*Exercise*: Every line from the one bearing "mod service;" through the last line of the entries should be printed exactly, with no other output.

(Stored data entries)
■ ■ ■ ■ ■ ■ ■

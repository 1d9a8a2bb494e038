// Copyright (c) 2025 John Wilger
// SPDX-License-Identifier: MIT

//! The in-memory schema model produced by the parser.
//!
//! All declarations are created and mutated during parsing; once
//! [`parse`](crate::parser::parse) returns they are treated as immutable
//! by downstream generators, which only use the read accessors and the
//! deterministic sorted views.

mod enums;
mod exception;
mod interface;
mod service;
mod structs;
mod types;

pub use enums::{Enum, EnumValue};
pub use exception::Exception;
pub use interface::{DefinitionName, Interface};
pub use service::{Function, FunctionArgument, Service};
pub use structs::{Field, Struct};
pub use types::{PrimitiveKind, Type};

■ ■ ■ ■ ■ ■ ■

*Exercise solution*:
mod service;
mod structs;
mod types;

pub use enums::{Enum, EnumValue};
pub use exception::Exception;
pub use interface::{DefinitionName, Interface};
pub use service::{Function, FunctionArgument, Service};
pub use structs::{Field, Struct};
pub use types::{PrimitiveKind, Type};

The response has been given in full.